In the case of UI developers depending on a common REST server, the UI development can be done on the local machine and the REST service should be on a central server. When changes are made to the REST service these should be deployed to the central server (when stable), so all developers can use the newest version (this also helps with testdata).
You could try using a proxy on the developer's machine where some paths redirect to the server and some paths redirect to local folders.
Hmm, I actually didn't really get any information on what kind of technology you're using. If - with UI Developers - you mean designers, which have to take care about the CSS, layout etc, then we do it the same as lud0h said. We (developers) send the UI designers a copy of the server-side produced HTML pages. They then edit the HTML pages according to accessibility guidelines, CSS and layout and send us back the outcome of their work. We use their HTML pages then for integrating them in our web applications.
If you don't just mean tuning CSS, but also to write JavaScript / Ajax functionality you HAVE to use a server with which you're communicating. As you said, normally this is done by having a local environment which is similar to the server-one. In .Net Visual Studio '08 provides an internal webserver, alternatively you have to install IIS locally. In Java environments you have to install Tomcat and related technologies. In my eyes this is a must. What you have to have is
Versioning system (CVS, SVN,...) where developers commit regularly (minutes/hours)

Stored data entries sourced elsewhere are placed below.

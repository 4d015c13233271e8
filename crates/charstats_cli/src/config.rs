//! Configuration file support for charstats.
//!
//! Configuration is loaded with the following precedence (highest to lowest):
//! 1. CLI flags
//! 2. Environment variables (prefixed with `CHARSTATS_`, e.g., `CHARSTATS_SKRITTER_TOKEN`)
//! 3. Config file (./charstats.toml, then ~/.config/charstats/config.toml)
//! 4. Built-in defaults
//!
//! The database URL defaults to `sqlite://~/.local/state/charstats/charstats.db` on Linux
//! (using the XDG state directory) if not explicitly configured.
//!
//! Example config file:
//! ```toml
//! [database]
//! url = "sqlite:///home/me/skritter.db?mode=rwc"  # optional
//!
//! [skritter]
//! token = "..."  # or use CHARSTATS_SKRITTER_TOKEN env var
//! host = "https://legacy.skritter.com/api/v0"
//!
//! [sync]
//! batch_size = 100
//!
//! [report]
//! limit = 3
//! ```

use std::path::{Path, PathBuf};

use charstats::skritter::DEFAULT_BASE_URL;
use charstats::store::DEFAULT_REPORT_LIMIT;
use charstats::sync::DEFAULT_BATCH_SIZE;
use config::{Config as ConfigBuilder, Environment, File, FileFormat};
use directories::ProjectDirs;
use serde::Deserialize;

/// Top-level configuration.
#[derive(Debug, Default, Deserialize)]
#[serde(default)]
pub struct Config {
    pub database: DatabaseConfig,
    pub skritter: SkritterConfig,
    pub sync: SyncConfig,
    pub report: ReportConfig,
}

/// Database configuration.
#[derive(Debug, Default, Deserialize)]
#[serde(default)]
pub struct DatabaseConfig {
    /// Database connection URL.
    /// Supports sqlite:// and postgres:// schemes.
    pub url: Option<String>,
}

/// Skritter API configuration.
#[derive(Debug, Default, Deserialize)]
#[serde(default)]
pub struct SkritterConfig {
    /// API token. Can also be set via CHARSTATS_SKRITTER_TOKEN.
    pub token: Option<String>,
    /// API base URL. Can also be set via CHARSTATS_SKRITTER_HOST.
    pub host: Option<String>,
}

/// Default sync options.
#[derive(Debug, Deserialize)]
#[serde(default)]
pub struct SyncConfig {
    /// Items written per statement.
    pub batch_size: usize,
}

impl Default for SyncConfig {
    fn default() -> Self {
        Self {
            batch_size: DEFAULT_BATCH_SIZE,
        }
    }
}

/// Default report options.
#[derive(Debug, Deserialize)]
#[serde(default)]
pub struct ReportConfig {
    /// Rows shown by `difficult`.
    pub limit: u64,
}

impl Default for ReportConfig {
    fn default() -> Self {
        Self {
            limit: DEFAULT_REPORT_LIMIT,
        }
    }
}

impl Config {
    /// Load configuration using the config crate's layered approach.
    ///
    /// Sources are loaded in order (later sources override earlier):
    /// 1. Built-in defaults
    /// 2. XDG config file (~/.config/charstats/config.toml)
    /// 3. Local config file (./charstats.toml)
    /// 4. Environment variables with CHARSTATS_ prefix
    pub fn load() -> Self {
        let mut builder = ConfigBuilder::builder();

        if let Some(proj_dirs) = ProjectDirs::from("", "", "charstats") {
            let xdg_config = proj_dirs.config_dir().join("config.toml");
            if xdg_config.exists() {
                tracing::debug!("Loading config from {:?}", xdg_config);
                builder = builder.add_source(
                    File::from(xdg_config)
                        .format(FileFormat::Toml)
                        .required(false),
                );
            }
        }

        let local_config = PathBuf::from("charstats.toml");
        if local_config.exists() {
            tracing::debug!("Loading config from ./charstats.toml");
            builder = builder.add_source(
                File::from(local_config)
                    .format(FileFormat::Toml)
                    .required(false),
            );
        }

        // e.g., CHARSTATS_SKRITTER_TOKEN -> skritter.token
        builder = builder.add_source(
            Environment::with_prefix("CHARSTATS")
                .separator("_")
                .try_parsing(true),
        );

        match builder.build() {
            Ok(settings) => match settings.try_deserialize::<Config>() {
                Ok(config) => config,
                Err(e) => {
                    tracing::warn!("Failed to deserialize config: {}", e);
                    Config::default()
                }
            },
            Err(e) => {
                tracing::warn!("Failed to build config: {}", e);
                Config::default()
            }
        }
    }

    /// Get the database URL.
    ///
    /// An explicit `--db` path wins, then the configured URL, then
    /// `charstats.db` in the state directory. SQLite URLs built here carry
    /// `mode=rwc` so the file is created on first use.
    pub fn database_url(&self, db_path: Option<&Path>) -> Option<String> {
        if let Some(path) = db_path {
            return Some(sqlite_url(path));
        }

        self.database.url.clone().or_else(|| {
            Self::default_state_dir().map(|state_dir| sqlite_url(&state_dir.join("charstats.db")))
        })
    }

    /// Get the Skritter token.
    pub fn skritter_token(&self) -> Option<String> {
        self.skritter.token.clone().filter(|t| !t.is_empty())
    }

    /// Get the Skritter API base URL.
    pub fn skritter_host(&self) -> String {
        self.skritter
            .host
            .clone()
            .unwrap_or_else(|| DEFAULT_BASE_URL.to_string())
    }

    /// Get the default state directory path.
    ///
    /// On Linux, this is `$XDG_STATE_HOME/charstats` or `~/.local/state/charstats`.
    /// On macOS/Windows, falls back to the data directory.
    pub fn default_state_dir() -> Option<PathBuf> {
        ProjectDirs::from("", "", "charstats").map(|dirs| {
            dirs.state_dir()
                .map(|p| p.to_path_buf())
                .unwrap_or_else(|| dirs.data_dir().to_path_buf())
        })
    }
}

fn sqlite_url(path: &Path) -> String {
    format!("sqlite://{}?mode=rwc", path.display())
}
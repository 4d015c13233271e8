//! Error types for Skritter API operations and record normalization.

use thiserror::Error;

use crate::http::HttpError;

/// Errors that can occur when talking to the Skritter API.
#[derive(Debug, Error)]
pub enum SkritterError {
    /// The request never produced a response (network, timeout).
    #[error("HTTP error: {0}")]
    Http(#[from] HttpError),

    /// API returned a non-success status. `message` carries the body text.
    #[error("API error ({status}): {message}")]
    Api { status: u16, message: String },

    /// Response body was not the expected JSON shape.
    #[error("JSON error: {0}")]
    Json(#[from] serde_json::Error),

    /// Invalid client configuration (bad base URL, transport setup).
    #[error("Invalid configuration: {0}")]
    Config(String),
}

/// A fetched record that cannot be mapped to the local schema.
#[derive(Debug, Error, PartialEq, Eq)]
pub enum ConvertError {
    /// The item lists no owning vocab.
    #[error("item {item_id} has no associated vocab")]
    MissingVocab { item_id: String },

    /// An epoch field is outside the representable date range.
    #[error("item {item_id} has out-of-range {field} timestamp {value}")]
    InvalidTimestamp {
        item_id: String,
        field: &'static str,
        value: i64,
    },
}

#[cfg(test)]
mod tests {
    use super::*;

    #[test]
    fn api_error_includes_status_and_body() {
        let err = SkritterError::Api {
            status: 401,
            message: "bad token".to_string(),
        };
        assert_eq!(err.to_string(), "API error (401): bad token");
    }

    #[test]
    fn http_error_converts_via_from() {
        let err: SkritterError = HttpError::Transport {
            url: "https://skritter.test/api/v0/items".to_string(),
            message: "connection reset".to_string(),
        }
        .into();
        assert!(matches!(err, SkritterError::Http(_)));
        assert!(err.to_string().contains("connection reset"));
    }

    #[test]
    fn convert_error_names_the_item() {
        let err = ConvertError::InvalidTimestamp {
            item_id: "it-1".to_string(),
            field: "next",
            value: i64::MAX,
        };
        let msg = err.to_string();
        assert!(msg.contains("it-1"));
        assert!(msg.contains("next"));
    }
}
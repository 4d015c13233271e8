//! The `difficult` command: list the items with the lowest success rate.

use clap::ValueEnum;
use serde::Serialize;
use tabled::{Table, Tabled, settings::Style};

use charstats::db;
use charstats::store::{DifficultItem, DifficultyQuery, hardest_items};

use crate::config::Config;

/// Output format for the report.
#[derive(Debug, Clone, Copy, Default, ValueEnum)]
pub(crate) enum OutputFormat {
    /// Display as a formatted table (default)
    #[default]
    Table,
    /// One compact line per item
    Plain,
    /// Display as JSON
    Json,
}

/// Flags accepted by `charstats difficult`.
#[derive(Debug, Clone, clap::Args)]
pub(crate) struct DifficultArgs {
    /// Number of items to show (default from config or 3)
    #[arg(short = 'n', long)]
    limit: Option<u64>,

    /// Include tone items
    #[arg(long)]
    tone: bool,

    /// Include reading items
    #[arg(long)]
    reading: bool,

    /// Exclude writing items
    #[arg(long)]
    no_writing: bool,

    /// Exclude definition items
    #[arg(long)]
    no_definition: bool,

    /// Output format
    #[arg(short, long, value_enum, default_value_t = OutputFormat::Table)]
    output: OutputFormat,
}

impl DifficultArgs {
    fn query(&self, config: &Config) -> DifficultyQuery {
        DifficultyQuery {
            limit: self.limit.unwrap_or(config.report.limit),
            writing: !self.no_writing,
            definition: !self.no_definition,
            tone: self.tone,
            reading: self.reading,
        }
    }
}

/// Display struct for report rows.
#[derive(Debug, Clone, Serialize, Tabled)]
struct DifficultDisplay {
    #[tabled(rename = "Success")]
    percent: String,
    #[tabled(rename = "Part")]
    part: String,
    #[tabled(rename = "Writing")]
    writing: String,
    #[tabled(rename = "Reading")]
    reading: String,
    #[tabled(rename = "Heisig")]
    heisig: String,
    #[tabled(rename = "Definition")]
    definition: String,
    #[tabled(rename = "Reviews")]
    reviews: i32,
}

impl From<&DifficultItem> for DifficultDisplay {
    fn from(item: &DifficultItem) -> Self {
        Self {
            percent: format!("{:02}%", item.percent),
            part: item.part_label().to_string(),
            writing: item.writing.clone(),
            reading: item.reading.clone(),
            heisig: single_line(&item.heisig_definition),
            definition: single_line(&item.definition_en),
            reviews: item.reviews,
        }
    }
}

/// Collapse embedded newlines so each item stays on one row.
fn single_line(text: &str) -> String {
    text.split_whitespace().collect::<Vec<_>>().join(" ")
}

fn plain_line(item: &DifficultItem) -> String {
    format!(
        "{:02}% {:<8} {:<2} {:<15} [{}] {}",
        item.percent,
        item.part_label(),
        item.writing,
        format!("({})", item.reading),
        single_line(&item.heisig_definition),
        single_line(&item.definition_en),
    )
}

pub(crate) async fn handle_difficult(
    args: DifficultArgs,
    config: &Config,
    database_url: &str,
) -> Result<(), Box<dyn std::error::Error>> {
    let db = db::connect_and_migrate(database_url).await?;
    db::status_check(&db).await?;

    let items = hardest_items(&db, &args.query(config)).await?;

    match args.output {
        OutputFormat::Json => {
            println!("{}", serde_json::to_string_pretty(&items)?);
        }
        _ if items.is_empty() => {
            println!("No reviewed items yet. Run `charstats sync` first.");
        }
        OutputFormat::Table => {
            let displays: Vec<DifficultDisplay> = items.iter().map(DifficultDisplay::from).collect();
            let mut table = Table::new(displays);
            table.with(Style::rounded());
            println!("{}", table);
        }
        OutputFormat::Plain => {
            for item in &items {
                println!("{}", plain_line(item));
            }
        }
    }

    Ok(())
}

local environments where developers checkout the source from the repository and develop
Test server where you deploy on a daily basis (could be like daily builds) in order to test your running product
I guess this should be what a professional development environment should consist of. The difference to C/S application development is that web UI and web-client code are not that separable as a Client UI in C/S environment from the server-side. Unless you develop with technologies like GWT or Silverlight which are quite similar to C/S, just running inside the browser, but communicating over RPC calls or web services.
//Edit:
What I nearly forgot. Don't do something like developing on the server directly, meaning that all of the developers access the server's filesystem where the code, UI etc. lies!!
You can use CORS. a new technique just like Ajax, but with ability to make calls on other domains. so you will need only one UI on one server. think this can help you.